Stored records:

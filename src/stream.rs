//! Stream provider resolution.
//!
//! A job that reads or writes a data stream describes where in its
//! parameters. Most jobs do not, and that is not an error.

use serde::{Deserialize, Serialize};
use serde_json::Value;
use tracing::warn;

use crate::model::Params;
use crate::params::{
    STREAM_PROVIDER, STREAM_PROVIDER_INPUT_FILE, STREAM_PROVIDER_OUTPUT_FILE_PATTERN,
    STREAM_PROVIDER_UNIQUE_FILE_NAME, marker_str,
};

/// Where a unit of work reads its input and writes its output.
#[derive(Debug, Clone, PartialEq, Eq, Serialize, Deserialize)]
#[serde(rename_all = "camelCase")]
pub struct StreamProviderHandle {
    pub input_file_path: String,
    pub output_file_pattern: String,
    #[serde(default = "default_unique_filename")]
    pub auto_create_unique_filename: bool,
}

fn default_unique_filename() -> bool {
    true
}

/// Read the stream provider out of `params` without modifying them.
///
/// The reserved stream provider entry takes precedence. Without it, a
/// provider is assembled from the separate input file and output pattern
/// entries when both are set.
pub fn resolve(params: &Params) -> Option<StreamProviderHandle> {
    if let Some(value) = params.get(STREAM_PROVIDER) {
        return match serde_json::from_value(value.clone()) {
            Ok(handle) => Some(handle),
            Err(e) => {
                warn!(error = %e, "ignoring malformed stream provider parameter");
                None
            }
        };
    }

    let input_file_path = marker_str(params, STREAM_PROVIDER_INPUT_FILE)?;
    let output_file_pattern = marker_str(params, STREAM_PROVIDER_OUTPUT_FILE_PATTERN)?;
    let auto_create_unique_filename = match params.get(STREAM_PROVIDER_UNIQUE_FILE_NAME) {
        Some(Value::Bool(b)) => *b,
        Some(Value::String(s)) => !s.trim().eq_ignore_ascii_case("false"),
        _ => true,
    };

    Some(StreamProviderHandle {
        input_file_path,
        output_file_pattern,
        auto_create_unique_filename,
    })
}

Assignment: Wherever the line holding "where in its" falls in the entries above, copy exactly from it through the line holding "Without it, a", inclusive, and add nothing.

Solution:
//! A job that reads or writes a data stream describes where in its
//! parameters. Most jobs do not, and that is not an error.

use serde::{Deserialize, Serialize};
use serde_json::Value;
use tracing::warn;

use crate::model::Params;
use crate::params::{
    STREAM_PROVIDER, STREAM_PROVIDER_INPUT_FILE, STREAM_PROVIDER_OUTPUT_FILE_PATTERN,
    STREAM_PROVIDER_UNIQUE_FILE_NAME, marker_str,
};

/// Where a unit of work reads its input and writes its output.
#[derive(Debug, Clone, PartialEq, Eq, Serialize, Deserialize)]
#[serde(rename_all = "camelCase")]
pub struct StreamProviderHandle {
    pub input_file_path: String,
    pub output_file_pattern: String,
    #[serde(default = "default_unique_filename")]
    pub auto_create_unique_filename: bool,
}

fn default_unique_filename() -> bool {
    true
}

/// Read the stream provider out of `params` without modifying them.
///
/// The reserved stream provider entry takes precedence. Without it, a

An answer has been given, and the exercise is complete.